What you need to do:
Each line of the listing below should come back exactly as it is.

Information given:
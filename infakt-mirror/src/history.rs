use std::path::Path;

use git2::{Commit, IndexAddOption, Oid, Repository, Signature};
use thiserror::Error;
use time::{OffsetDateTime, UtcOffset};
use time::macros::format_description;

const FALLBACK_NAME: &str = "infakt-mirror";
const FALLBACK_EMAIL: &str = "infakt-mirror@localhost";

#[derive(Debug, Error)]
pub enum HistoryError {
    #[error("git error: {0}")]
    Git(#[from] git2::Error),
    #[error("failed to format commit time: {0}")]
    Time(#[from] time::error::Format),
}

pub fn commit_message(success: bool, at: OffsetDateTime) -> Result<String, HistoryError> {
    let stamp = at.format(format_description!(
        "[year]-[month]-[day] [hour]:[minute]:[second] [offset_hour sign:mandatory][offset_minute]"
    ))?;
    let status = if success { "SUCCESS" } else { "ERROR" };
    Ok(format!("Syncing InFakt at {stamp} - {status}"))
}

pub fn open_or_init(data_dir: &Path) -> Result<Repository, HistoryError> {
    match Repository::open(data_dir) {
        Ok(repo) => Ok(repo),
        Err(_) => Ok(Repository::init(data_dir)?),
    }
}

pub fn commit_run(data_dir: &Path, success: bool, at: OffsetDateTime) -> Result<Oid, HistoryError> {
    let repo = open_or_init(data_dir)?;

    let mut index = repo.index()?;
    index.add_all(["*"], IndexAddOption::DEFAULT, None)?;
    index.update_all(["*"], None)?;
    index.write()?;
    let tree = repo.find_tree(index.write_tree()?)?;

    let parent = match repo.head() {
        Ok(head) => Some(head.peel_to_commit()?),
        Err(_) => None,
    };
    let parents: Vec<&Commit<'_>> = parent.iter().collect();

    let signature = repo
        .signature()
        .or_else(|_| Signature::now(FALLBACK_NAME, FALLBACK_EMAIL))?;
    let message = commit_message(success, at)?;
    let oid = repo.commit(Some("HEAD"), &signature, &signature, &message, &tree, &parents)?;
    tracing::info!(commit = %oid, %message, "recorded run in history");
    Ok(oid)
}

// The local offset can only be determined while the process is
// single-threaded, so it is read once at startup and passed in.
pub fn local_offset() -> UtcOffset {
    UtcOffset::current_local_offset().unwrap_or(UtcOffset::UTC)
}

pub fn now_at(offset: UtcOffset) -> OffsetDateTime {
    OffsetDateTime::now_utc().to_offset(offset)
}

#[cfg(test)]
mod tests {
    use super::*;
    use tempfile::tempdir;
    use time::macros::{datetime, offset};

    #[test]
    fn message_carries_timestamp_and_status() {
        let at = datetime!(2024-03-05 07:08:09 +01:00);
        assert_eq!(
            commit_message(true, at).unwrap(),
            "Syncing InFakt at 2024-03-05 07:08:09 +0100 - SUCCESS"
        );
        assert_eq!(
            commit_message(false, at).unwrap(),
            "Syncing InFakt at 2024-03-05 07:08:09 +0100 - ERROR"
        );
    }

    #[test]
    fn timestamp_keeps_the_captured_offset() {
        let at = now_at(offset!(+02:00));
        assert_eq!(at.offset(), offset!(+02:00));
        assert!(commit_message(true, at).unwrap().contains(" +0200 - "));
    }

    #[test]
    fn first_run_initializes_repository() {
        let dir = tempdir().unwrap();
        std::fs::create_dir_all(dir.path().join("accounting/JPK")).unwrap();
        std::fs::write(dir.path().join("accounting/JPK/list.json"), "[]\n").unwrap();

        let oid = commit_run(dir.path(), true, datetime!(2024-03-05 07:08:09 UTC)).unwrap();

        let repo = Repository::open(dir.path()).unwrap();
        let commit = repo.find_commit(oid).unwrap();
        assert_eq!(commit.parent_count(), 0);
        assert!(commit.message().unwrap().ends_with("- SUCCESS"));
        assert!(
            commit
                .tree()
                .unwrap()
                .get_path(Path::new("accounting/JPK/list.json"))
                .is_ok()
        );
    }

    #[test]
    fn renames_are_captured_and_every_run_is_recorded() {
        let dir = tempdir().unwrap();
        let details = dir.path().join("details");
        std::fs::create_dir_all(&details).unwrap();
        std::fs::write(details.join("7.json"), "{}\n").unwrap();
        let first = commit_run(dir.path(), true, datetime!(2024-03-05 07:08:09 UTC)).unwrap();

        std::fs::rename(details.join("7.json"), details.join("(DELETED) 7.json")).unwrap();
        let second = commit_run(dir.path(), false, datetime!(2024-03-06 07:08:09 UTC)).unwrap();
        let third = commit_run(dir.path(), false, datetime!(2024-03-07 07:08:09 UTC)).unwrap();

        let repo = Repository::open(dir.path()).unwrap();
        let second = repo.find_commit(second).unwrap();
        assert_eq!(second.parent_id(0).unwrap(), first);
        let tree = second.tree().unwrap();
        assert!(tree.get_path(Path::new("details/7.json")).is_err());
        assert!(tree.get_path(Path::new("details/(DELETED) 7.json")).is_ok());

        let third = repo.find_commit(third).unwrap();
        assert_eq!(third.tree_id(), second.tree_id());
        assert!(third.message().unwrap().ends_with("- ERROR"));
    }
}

Completed exercise:
filename infakt-mirror/src/history.rs
use std::path::Path;

use git2::{Commit, IndexAddOption, Oid, Repository, Signature};
use thiserror::Error;
use time::{OffsetDateTime, UtcOffset};
use time::macros::format_description;

const FALLBACK_NAME: &str = "infakt-mirror";
const FALLBACK_EMAIL: &str = "infakt-mirror@localhost";

#[derive(Debug, Error)]
pub enum HistoryError {
    #[error("git error: {0}")]
    Git(#[from] git2::Error),
    #[error("failed to format commit time: {0}")]
    Time(#[from] time::error::Format),
}

pub fn commit_message(success: bool, at: OffsetDateTime) -> Result<String, HistoryError> {
    let stamp = at.format(format_description!(
        "[year]-[month]-[day] [hour]:[minute]:[second] [offset_hour sign:mandatory][offset_minute]"
    ))?;
    let status = if success { "SUCCESS" } else { "ERROR" };
    Ok(format!("Syncing InFakt at {stamp} - {status}"))
}

pub fn open_or_init(data_dir: &Path) -> Result<Repository, HistoryError> {
    match Repository::open(data_dir) {
        Ok(repo) => Ok(repo),
        Err(_) => Ok(Repository::init(data_dir)?),
    }
}

pub fn commit_run(data_dir: &Path, success: bool, at: OffsetDateTime) -> Result<Oid, HistoryError> {
    let repo = open_or_init(data_dir)?;

    let mut index = repo.index()?;
    index.add_all(["*"], IndexAddOption::DEFAULT, None)?;
    index.update_all(["*"], None)?;
    index.write()?;
    let tree = repo.find_tree(index.write_tree()?)?;

    let parent = match repo.head() {
        Ok(head) => Some(head.peel_to_commit()?),
        Err(_) => None,
    };
    let parents: Vec<&Commit<'_>> = parent.iter().collect();

    let signature = repo
        .signature()
        .or_else(|_| Signature::now(FALLBACK_NAME, FALLBACK_EMAIL))?;
    let message = commit_message(success, at)?;
    let oid = repo.commit(Some("HEAD"), &signature, &signature, &message, &tree, &parents)?;
    tracing::info!(commit = %oid, %message, "recorded run in history");
    Ok(oid)
}

// The local offset can only be determined while the process is
// single-threaded, so it is read once at startup and passed in.
pub fn local_offset() -> UtcOffset {
    UtcOffset::current_local_offset().unwrap_or(UtcOffset::UTC)
}

pub fn now_at(offset: UtcOffset) -> OffsetDateTime {
    OffsetDateTime::now_utc().to_offset(offset)
}

#[cfg(test)]
mod tests {
    use super::*;
    use tempfile::tempdir;
    use time::macros::{datetime, offset};

    #[test]
    fn message_carries_timestamp_and_status() {
        let at = datetime!(2024-03-05 07:08:09 +01:00);
        assert_eq!(
            commit_message(true, at).unwrap(),
            "Syncing InFakt at 2024-03-05 07:08:09 +0100 - SUCCESS"
        );
        assert_eq!(
            commit_message(false, at).unwrap(),
            "Syncing InFakt at 2024-03-05 07:08:09 +0100 - ERROR"
        );
    }

    #[test]
    fn timestamp_keeps_the_captured_offset() {
        let at = now_at(offset!(+02:00));
        assert_eq!(at.offset(), offset!(+02:00));
        assert!(commit_message(true, at).unwrap().contains(" +0200 - "));
    }

    #[test]
    fn first_run_initializes_repository() {
        let dir = tempdir().unwrap();
        std::fs::create_dir_all(dir.path().join("accounting/JPK")).unwrap();
        std::fs::write(dir.path().join("accounting/JPK/list.json"), "[]\n").unwrap();

        let oid = commit_run(dir.path(), true, datetime!(2024-03-05 07:08:09 UTC)).unwrap();

        let repo = Repository::open(dir.path()).unwrap();
        let commit = repo.find_commit(oid).unwrap();
        assert_eq!(commit.parent_count(), 0);
        assert!(commit.message().unwrap().ends_with("- SUCCESS"));
        assert!(
            commit
                .tree()
                .unwrap()
                .get_path(Path::new("accounting/JPK/list.json"))
                .is_ok()
        );
    }

    #[test]
    fn renames_are_captured_and_every_run_is_recorded() {
        let dir = tempdir().unwrap();
        let details = dir.path().join("details");
        std::fs::create_dir_all(&details).unwrap();
        std::fs::write(details.join("7.json"), "{}\n").unwrap();
        let first = commit_run(dir.path(), true, datetime!(2024-03-05 07:08:09 UTC)).unwrap();

        std::fs::rename(details.join("7.json"), details.join("(DELETED) 7.json")).unwrap();
        let second = commit_run(dir.path(), false, datetime!(2024-03-06 07:08:09 UTC)).unwrap();
        let third = commit_run(dir.path(), false, datetime!(2024-03-07 07:08:09 UTC)).unwrap();

        let repo = Repository::open(dir.path()).unwrap();
        let second = repo.find_commit(second).unwrap();
        assert_eq!(second.parent_id(0).unwrap(), first);
        let tree = second.tree().unwrap();
        assert!(tree.get_path(Path::new("details/7.json")).is_err());
        assert!(tree.get_path(Path::new("details/(DELETED) 7.json")).is_ok());

        let third = repo.find_commit(third).unwrap();
        assert_eq!(third.tree_id(), second.tree_id());
        assert!(third.message().unwrap().ends_with("- ERROR"));
    }
}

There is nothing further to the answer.